Work to complete: The output should be every line below that includes the word "enum".

Recorded data:

//! Network Layer
//!
//! WebSocket transport. Handlers call into the round engine and never touch
//! phase or crash point themselves.

pub mod auth;
pub mod protocol;
pub mod server;

pub use auth::{AuthConfig, TokenClaims, AuthError, validate_token};
pub use protocol::{ClientMessage, ServerMessage, ErrorCode, BinaryCommand};
pub use server::{GameServer, ServerConfig, GameServerError, Dispatcher};
//! Account Ledger
//!
//! Spendable balances with atomic per-account debit/credit.
//!
//! ## Locking
//!
//! The account map is only write-locked to open accounts. Every balance
//! mutation locks exactly one account, so unrelated accounts never wait on
//! each other.
//!
//! ## Idempotence
//!
//! Every entry carries an [`EntryRef`]. A reference is applied to an account
//! at most once; replaying it returns [`Applied::AlreadyApplied`] without
//! touching the balance. Settlement retries rely on this.
//!
//! ## Retention
//!
//! Each account keeps its newest [`LedgerConfig::journal_capacity`] journal
//! lines. Stake and payout references stay in the applied set until the
//! engine releases their round with [`Ledger::release_rounds_before`]; after
//! that a replay of those references is no longer recognised, so callers
//! must not replay rounds older than the release horizon. Deposit and
//! adjustment references are kept for the life of the process.

use std::collections::{BTreeMap, BTreeSet, VecDeque};
use std::sync::Arc;
use chrono::{DateTime, Utc};
use serde::{Serialize, Deserialize};
use thiserror::Error;
use tokio::sync::{Mutex, RwLock};
use tracing::{debug, warn};

use crate::core::money::Amount;
use crate::game::round::{BetId, RoundId, UserId};

/// What a ledger entry is for.
#[derive(Clone, Copy, Debug, PartialEq, Eq, PartialOrd, Ord, Hash, Serialize, Deserialize)]
#[serde(tag = "kind", rename_all = "snake_case")]
pub enum EntryRef {
    /// Stake escrowed when a bet is placed.
    Stake {
        /// Bet the stake belongs to.
        bet: BetId,
    },
    /// Winnings credited at settlement.
    Payout {
        /// Bet being paid.
        bet: BetId,
    },
    /// Funds added from outside the game.
    Deposit {
        /// External deposit identifier.
        id: uuid::Uuid,
    },
    /// Operator balance correction.
    Adjustment {
        /// Operator-chosen identifier; replays are no-ops.
        id: uuid::Uuid,
    },
}

impl EntryRef {
    /// Round a stake or payout belongs to.
    pub fn round_id(&self) -> Option<RoundId> {
        match self {
            EntryRef::Stake { bet } | EntryRef::Payout { bet } => Some(bet.round_id),
            EntryRef::Deposit { .. } | EntryRef::Adjustment { .. } => None,
        }
    }
}

/// Direction of an entry.
#[derive(Clone, Copy, Debug, PartialEq, Eq, Serialize, Deserialize)]
#[serde(rename_all = "snake_case")]
pub enum EntryDirection {
    /// Balance decreased.
    Debit,
    /// Balance increased.
    Credit,
}

/// One journal line.
#[derive(Clone, Debug, Serialize, Deserialize)]
pub struct LedgerEntry {
    /// Attribution.
    pub reference: EntryRef,
    /// Debit or credit.
    pub direction: EntryDirection,
    /// Amount moved.
    pub amount: Amount,
    /// Balance after this entry.
    pub balance_after: Amount,
    /// When it was applied.
    pub at: DateTime<Utc>,
    /// Operator note, for adjustments.
    #[serde(default, skip_serializing_if = "Option::is_none")]
    pub memo: Option<String>,
}

/// Outcome of a mutation.
#[derive(Clone, Copy, Debug, PartialEq, Eq)]
pub enum Applied {
    /// Entry applied; new balance.
    Applied(Amount),
    /// Reference already applied earlier; balance unchanged.
    AlreadyApplied(Amount),
}

impl Applied {
    /// Balance after the call.
    pub fn balance(self) -> Amount {
        match self {
            Applied::Applied(b) | Applied::AlreadyApplied(b) => b,
        }
    }
}

/// Ledger errors.
#[derive(Debug, Error, Clone, PartialEq, Eq)]
pub enum LedgerError {
    /// No such account.
    #[error("unknown account {0}")]
    UnknownAccount(UserId),
    /// Debit larger than the balance.
    #[error("insufficient funds: need {needed}, have {available}")]
    InsufficientFunds {
        /// Requested debit.
        needed: Amount,
        /// Current balance.
        available: Amount,
    },
    /// Account frozen; no mutations allowed.
    #[error("account {0} is frozen")]
    Frozen(UserId),
    /// Credit would overflow the balance.
    #[error("balance overflow")]
    Overflow,
    /// Zero-amount entries are rejected.
    #[error("amount must be positive")]
    ZeroAmount,
}

/// Ledger limits.
#[derive(Debug, Clone)]
pub struct LedgerConfig {
    /// Journal lines kept per account; older lines are dropped.
    pub journal_capacity: usize,
}

impl Default for LedgerConfig {
    fn default() -> Self {
        Self { journal_capacity: 500 }
    }
}

/// A single account.
#[derive(Debug)]
struct Account {
    balance: Amount,
    frozen: bool,
    applied: BTreeSet<EntryRef>,
    journal: VecDeque<LedgerEntry>,
}

impl Account {
    fn new() -> Self {
        Self {
            balance: 0,
            frozen: false,
            applied: BTreeSet::new(),
            journal: VecDeque::new(),
        }
    }

    fn record(
        &mut self,
        reference: EntryRef,
        direction: EntryDirection,
        amount: Amount,
        memo: Option<String>,
        capacity: usize,
    ) {
        self.applied.insert(reference);
        while self.journal.len() >= capacity.max(1) {
            self.journal.pop_front();
        }
        self.journal.push_back(LedgerEntry {
            reference,
            direction,
            amount,
            balance_after: self.balance,
            at: Utc::now(),
            memo,
        });
    }
}

/// Public account view.
#[derive(Clone, Debug, Serialize, Deserialize)]
pub struct AccountSnapshot {
    /// Owner.
    pub user_id: UserId,
    /// Spendable balance.
    pub balance: Amount,
    /// Frozen flag.
    pub frozen: bool,
}

/// The shared ledger.
pub struct Ledger {
    config: LedgerConfig,
    accounts: RwLock<BTreeMap<UserId, Arc<Mutex<Account>>>>,
}

impl Ledger {
    /// Create an empty ledger with default limits.
    pub fn new() -> Self {
        Self::with_config(LedgerConfig::default())
    }

    /// Create an empty ledger.
    pub fn with_config(config: LedgerConfig) -> Self {
        Self {
            config,
            accounts: RwLock::new(BTreeMap::new()),
        }
    }

    /// Open an account with a zero balance. Returns false if it already exists.
    pub async fn open_account(&self, user_id: UserId) -> bool {
        let mut accounts = self.accounts.write().await;
        if accounts.contains_key(&user_id) {
            return false;
        }
        accounts.insert(user_id, Arc::new(Mutex::new(Account::new())));
        debug!("Opened account {}", user_id.short());
        true
    }

    async fn account(&self, user_id: &UserId) -> Result<Arc<Mutex<Account>>, LedgerError> {
        let accounts = self.accounts.read().await;
        accounts
            .get(user_id)
            .cloned()
            .ok_or(LedgerError::UnknownAccount(*user_id))
    }

    /// Credit funds from outside the game.
    pub async fn deposit(
        &self,
        user_id: UserId,
        amount: Amount,
        deposit_id: uuid::Uuid,
    ) -> Result<Applied, LedgerError> {
        self.credit(user_id, amount, EntryRef::Deposit { id: deposit_id }).await
    }

    /// Operator correction: positive `delta` credits, negative debits.
    ///
    /// Attributed to `id` with `reason` in the journal; replaying the same
    /// `id` returns [`Applied::AlreadyApplied`].
    pub async fn adjust(
        &self,
        user_id: UserId,
        delta: i64,
        id: uuid::Uuid,
        reason: &str,
    ) -> Result<Applied, LedgerError> {
        let reference = EntryRef::Adjustment { id };
        let memo = Some(reason.to_string());
        let amount = delta.unsigned_abs();
        if delta >= 0 {
            self.apply_credit(user_id, amount, reference, memo).await
        } else {
            self.apply_debit(user_id, amount, reference, memo).await
        }
    }

    /// Atomically debit `amount`, failing without side effects if the
    /// balance is too low.
    pub async fn debit(
        &self,
        user_id: UserId,
        amount: Amount,
        reference: EntryRef,
    ) -> Result<Applied, LedgerError> {
        self.apply_debit(user_id, amount, reference, None).await
    }

    /// Atomically credit `amount`.
    pub async fn credit(
        &self,
        user_id: UserId,
        amount: Amount,
        reference: EntryRef,
    ) -> Result<Applied, LedgerError> {
        self.apply_credit(user_id, amount, reference, None).await
    }

    async fn apply_debit(
        &self,
        user_id: UserId,
        amount: Amount,
        reference: EntryRef,
        memo: Option<String>,
    ) -> Result<Applied, LedgerError> {
        if amount == 0 {
            return Err(LedgerError::ZeroAmount);
        }

        let account = self.account(&user_id).await?;
        let mut account = account.lock().await;

        if account.applied.contains(&reference) {
            return Ok(Applied::AlreadyApplied(account.balance));
        }
        if account.frozen {
            return Err(LedgerError::Frozen(user_id));
        }
        if account.balance < amount {
            return Err(LedgerError::InsufficientFunds {
                needed: amount,
                available: account.balance,
            });
        }

        account.balance -= amount;
        account.record(reference, EntryDirection::Debit, amount, memo, self.config.journal_capacity);
        Ok(Applied::Applied(account.balance))
    }

    async fn apply_credit(
        &self,
        user_id: UserId,
        amount: Amount,
        reference: EntryRef,
        memo: Option<String>,
    ) -> Result<Applied, LedgerError> {
        if amount == 0 {
            return Err(LedgerError::ZeroAmount);
        }

        let account = self.account(&user_id).await?;
        let mut account = account.lock().await;

        if account.applied.contains(&reference) {
            return Ok(Applied::AlreadyApplied(account.balance));
        }
        if account.frozen {
            warn!("Credit to frozen account {} held back", user_id.short());
            return Err(LedgerError::Frozen(user_id));
        }

        account.balance = account
            .balance
            .checked_add(amount)
            .ok_or(LedgerError::Overflow)?;
        account.record(reference, EntryDirection::Credit, amount, memo, self.config.journal_capacity);
        Ok(Applied::Applied(account.balance))
    }

    /// Freeze or unfreeze an account.
    pub async fn set_frozen(&self, user_id: UserId, frozen: bool) -> Result<(), LedgerError> {
        let account = self.account(&user_id).await?;
        account.lock().await.frozen = frozen;
        Ok(())
    }

    /// Current balance.
    pub async fn balance(&self, user_id: &UserId) -> Option<Amount> {
        let account = self.account(user_id).await.ok()?;
        let balance = account.lock().await.balance;
        Some(balance)
    }

    /// Whether a reference has been applied to an account.
    pub async fn has_entry(&self, user_id: &UserId, reference: &EntryRef) -> bool {
        match self.account(user_id).await {
            Ok(account) => account.lock().await.applied.contains(reference),
            Err(_) => false,
        }
    }

    /// Copy of an account's retained journal, oldest first.
    pub async fn journal(&self, user_id: &UserId) -> Vec<LedgerEntry> {
        match self.account(user_id).await {
            Ok(account) => account.lock().await.journal.iter().cloned().collect(),
            Err(_) => Vec::new(),
        }
    }

    /// Forget stake and payout references of rounds before `cutoff`.
    ///
    /// Returns how many references were dropped.
    pub async fn release_rounds_before(&self, cutoff: RoundId) -> usize {
        let handles: Vec<_> = {
            let accounts = self.accounts.read().await;
            accounts.values().cloned().collect()
        };

        let mut released = 0;
        for account in handles {
            let mut account = account.lock().await;
            let before = account.applied.len();
            account
                .applied
                .retain(|r| r.round_id().map_or(true, |round| round >= cutoff));
            released += before - account.applied.len();
        }
        if released > 0 {
            debug!("Released {} ledger references before round {}", released, cutoff);
        }
        released
    }

    /// Applied references held for an account.
    pub async fn reference_count(&self, user_id: &UserId) -> usize {
        match self.account(user_id).await {
            Ok(account) => account.lock().await.applied.len(),
            Err(_) => 0,
        }
    }

    /// Snapshot of every account.
    pub async fn snapshot(&self) -> Vec<AccountSnapshot> {
        let handles: Vec<_> = {
            let accounts = self.accounts.read().await;
            accounts.iter().map(|(id, a)| (*id, a.clone())).collect()
        };

        let mut out = Vec::with_capacity(handles.len());
        for (user_id, account) in handles {
            let account = account.lock().await;
            out.push(AccountSnapshot {
                user_id,
                balance: account.balance,
                frozen: account.frozen,
            });
        }
        out
    }

    /// Sum of all balances.
    pub async fn total_balance(&self) -> Amount {
        self.snapshot().await.iter().map(|a| a.balance).sum()
    }

    /// Number of accounts.
    pub async fn account_count(&self) -> usize {
        self.accounts.read().await.len()
    }
}

impl Default for Ledger {
    fn default() -> Self {
        Self::new()
    }
}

The answer:
pub enum EntryRef {
pub enum EntryDirection {
pub enum Applied {
pub enum LedgerError {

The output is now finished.